Also of concern is the volatile nature of energy markets. While market forces—high energy prices—are rapidly improving the environment for the adoption of biofuels, a significant drop in oil prices could cause efforts to stumble. Under such a scenario governments could take steps to encourage the nascent bioenergy market including reducing subsidies for fossil fuels which distort the true costs of hydrocarbon use; levying an environmental tax on fossil fuels to bear the full cost of fossil fuels; and redirecting existing subsidies, which currently top $20 billion dollars a year in the United States alone, toward promising bioenergy crops.
It is now clear that as oil becomes increasingly scarce, economics will continue to drive bioenergy development.

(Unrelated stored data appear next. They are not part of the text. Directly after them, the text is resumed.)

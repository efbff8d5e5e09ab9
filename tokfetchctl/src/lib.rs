use std::io;
use std::path::PathBuf;
use std::sync::Arc;

use clap::{CommandFactory, Parser, Subcommand, ValueEnum};
use clap_complete::Shell;
use serde::Serialize;
use thiserror::Error;
use tokfetch_core::{
    load_config, shutdown_signal, MediaResult, Orchestrator, OrchestratorError, StatsRegistry,
    StatusReport, TokfetchConfig,
};
use tracing::info;

pub type Result<T> = std::result::Result<T, AppError>;

#[derive(Debug, Error)]
pub enum AppError {
    #[error("config error: {0}")]
    Config(#[from] tokfetch_core::ConfigError),
    #[error("io error: {0}")]
    Io(#[from] io::Error),
    #[error("serialization error: {0}")]
    Serialize(#[from] serde_json::Error),
    #[error("request failed: {0}")]
    Http(#[from] reqwest::Error),
    #[error("server answered with HTTP {0}")]
    Status(u16),
    #[error("setup failed: {0}")]
    Build(#[from] tokfetch_core::BuildError),
    #[error(transparent)]
    Serve(#[from] tokfetch_core::ServeError),
    #[error(transparent)]
    Download(#[from] OrchestratorError),
}

#[derive(Parser, Debug)]
#[command(author, version, about = "TikTok video metadata fetcher", long_about = None)]
pub struct Cli {
    /// Path to tokfetch.toml
    #[arg(long, default_value = "configs/tokfetch.toml")]
    pub config: PathBuf,
    #[arg(long, value_enum, default_value_t = OutputFormat::Text)]
    pub format: OutputFormat,
    #[command(subcommand)]
    pub command: Commands,
}

#[derive(Debug, Clone, Copy, ValueEnum)]
pub enum OutputFormat {
    Text,
    Json,
}

#[derive(Subcommand, Debug)]
pub enum Commands {
    /// Runs the HTTP server
    Serve {
        #[arg(long)]
        host: Option<String>,
        #[arg(long, env = "PORT")]
        port: Option<u16>,
    },
    /// Resolves one video link and prints the result
    Fetch {
        url: String,
    },
    /// Queries a running server's status endpoint
    Status {
        #[arg(long, env = "TOKFETCH_SERVER", default_value = "http://127.0.0.1:3000")]
        server: String,
    },
    /// Prints shell completions
    Completions {
        #[arg(value_enum)]
        shell: Shell,
    },
}

pub async fn run(cli: Cli) -> Result<()> {
    match cli.command {
        Commands::Serve { host, port } => {
            let mut config = load_config(&cli.config)?;
            apply_overrides(&mut config, host, port);
            tokfetch_core::serve(&config, shutdown_signal()).await?;
        }
        Commands::Fetch { url } => {
            let config = load_config(&cli.config)?;
            let orchestrator = Orchestrator::from_config(&config, Arc::new(StatsRegistry::new()))?;
            let result = orchestrator.download(&url).await?;
            render(&result, cli.format)?;
        }
        Commands::Status { server } => {
            let report = fetch_status(&server).await?;
            render(&report, cli.format)?;
        }
        Commands::Completions { shell } => {
            let mut command = Cli::command();
            clap_complete::generate(shell, &mut command, "tokfetchctl", &mut io::stdout());
        }
    }
    Ok(())
}

fn apply_overrides(config: &mut TokfetchConfig, host: Option<String>, port: Option<u16>) {
    if let Some(host) = host {
        config.server.host = host;
    }
    if let Some(port) = port {
        config.server.port = port;
    }
}

fn status_url(server: &str) -> String {
    format!("{}/api/status", server.trim_end_matches('/'))
}

async fn fetch_status(server: &str) -> Result<StatusReport> {
    let url = status_url(server);
    info!(%url, "querying server status");
    let response = reqwest::get(&url).await?;
    if !response.status().is_success() {
        return Err(AppError::Status(response.status().as_u16()));
    }
    Ok(response.json::<StatusReport>().await?)
}

fn render<T>(value: &T, format: OutputFormat) -> Result<()>
where
    T: Serialize + DisplayFallback,
{
    match format {
        OutputFormat::Text => {
            println!("{}", value.display());
            Ok(())
        }
        OutputFormat::Json => {
            let json = serde_json::to_string_pretty(value)?;
            println!("{}", json);
            Ok(())
        }
    }
}

trait DisplayFallback {
    fn display(&self) -> String;
}

impl DisplayFallback for MediaResult {
    fn display(&self) -> String {
        let media = &self.media;
        let mut lines = vec![
            format!("{} ({})", media.title, media.video_id),
            format!("Author: {} @{}", media.author, media.author_username),
            format!("Duration: {}", media.duration_label),
            format!(
                "Views: {}  Likes: {}  Comments: {}  Shares: {}",
                media.views_label, media.likes_label, media.comments_label, media.shares_label
            ),
            format!("Video: {}", media.video_url),
        ];
        if let Some(audio) = &media.audio_url {
            lines.push(format!("Audio: {audio}"));
        }
        if let Some(thumbnail) = &media.thumbnail_url {
            lines.push(format!("Thumbnail: {thumbnail}"));
        }
        lines.push(format!("Music: {}", media.music_title));
        lines.push(format!("Method: {}", self.method));
        lines.join("\n")
    }
}

impl DisplayFallback for StatusReport {
    fn display(&self) -> String {
        [
            format!("Status: {} (up {}s)", self.status, self.uptime_seconds),
            format!("Primary successes: {}", self.stats.primary_successes),
            format!("Fallback successes: {}", self.stats.fallback_successes),
            format!("Failures: {}", self.stats.total_failures),
        ]
        .join("\n")
    }
}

As Alexander Müller, assistant director-general for the Sustainable Development Department of FAO, says, “The gradual move away from oil has begun . . . . Oil at more than $70 a barrel makes bioenergy potentially more competitive [while] in the last decade global environmental concerns and energy consumption patterns have built up pressure to introduce more renewable energy into national energy plans and to reduce reliance on fossil fuels.
“Over the next 15 to 20 years we may see biofuels providing a full 25 percent of the world’s energy needs,” he adds.
Charts showing Net Energy Yield, Ethanol Yield (Gallons per Acre), and Biodiesel Yield (Gallons per Acre) for Coconut oil, Corn, Jojoba, Oil palm, Peanut oil, Rapeseed, Sesame, Soybeans, Sugar Beets, Sugar Cane, and Switchgrass.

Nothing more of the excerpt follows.